## RECORDS SUPPLIED:
------
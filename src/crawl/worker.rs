// src/crawl/worker.rs
// =============================================================================
// The unit of crawl work: process one (url, referrer) target.
//
// How it works:
// 1. Claim the URL (another worker may already own it)
// 2. Take a fetch permit, fetch the page, classify the status
// 3. 404 -> record a finding and stop
//    other failure -> stop quietly
// 4. Follow links only if the final URL (after redirects) is in scope
// 5. Read the body, give the permit back, extract and normalize links
// 6. Push every accepted link onto the frontier
//
// Any error in steps 2-6 is logged and swallowed here: one bad URL never
// takes the crawl down with it.
// =============================================================================

use anyhow::{Context, Result};
use reqwest::StatusCode;
use tracing::{debug, warn};

use super::findings::Finding;
use super::frontier::CrawlTarget;
use super::session::CrawlSession;
use crate::checker::{classify, extract_hrefs, ResponseClass};

// What happened to one target
#[derive(Debug, Clone, PartialEq, Eq)]
pub enum Outcome {
    /// Another worker claimed the URL first
    AlreadyClaimed,
    /// The URL answered 404 and was recorded
    NotFound,
    /// Non-success status other than 404, dropped without a finding
    Skipped(StatusCode),
    /// Fetched fine, but the final URL is outside the crawl scope
    OutOfScope,
    /// Fetched and parsed; this many links were queued
    Crawled { links_queued: usize },
    /// Fetch or body read failed (already logged)
    Failed,
}

// Processes one target; never returns an error
pub async fn process(session: &CrawlSession, target: CrawlTarget) -> Outcome {
    if !session.visited.claim(&target.url).await {
        return Outcome::AlreadyClaimed;
    }

    match check_page(session, &target).await {
        Ok(outcome) => outcome,
        Err(e) => {
            warn!(url = %target.url, referrer = %target.referrer, "Failed to check page: {:#}", e);
            Outcome::Failed
        }
    }
}

async fn check_page(session: &CrawlSession, target: &CrawlTarget) -> Result<Outcome> {
    // The permit is released when `permit` is dropped, which covers every
    // early return and every `?` below
    let permit = session
        .fetch_permits
        .acquire()
        .await
        .context("fetch permit pool was closed")?;

    println!("  Checking: {}", target.url);
    let page = session.fetcher.fetch(&target.url).await?;

    let status = page.status();
    match classify(status) {
        ResponseClass::NotFound => {
            println!("  ❌ 404: {} (linked from {})", target.url, target.referrer);
            session
                .findings
                .record(Finding {
                    url: target.url.clone(),
                    referrer: target.referrer.clone(),
                })
                .await;
            return Ok(Outcome::NotFound);
        }
        ResponseClass::Skip => {
            debug!(url = %target.url, status = status.as_u16(), "Skipping non-success response");
            return Ok(Outcome::Skipped(status));
        }
        ResponseClass::Success => {}
    }

    let final_url = match page.final_url() {
        Some(url) if session.scope.contains(url) => url.to_string(),
        other => {
            debug!(url = %target.url, final_url = ?other, "Not following links outside the crawl scope");
            return Ok(Outcome::OutOfScope);
        }
    };

    let body = page
        .text()
        .await
        .with_context(|| format!("could not read body of {}", final_url))?;

    // Parsing is CPU work, not network work
    drop(permit);

    let mut links_queued = 0;
    for href in extract_hrefs(&body) {
        if let Some(url) = session.scope.normalize(&final_url, &href) {
            session.frontier.push(CrawlTarget::new(url, final_url.as_str())).await;
            links_queued += 1;
        }
    }

    debug!(url = %final_url, links_queued, "Page crawled");
    Ok(Outcome::Crawled { links_queued })
}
------
Return each line from the records that includes the word "stop".

// 3. 404 -> record a finding and stop
//    other failure -> stop quietly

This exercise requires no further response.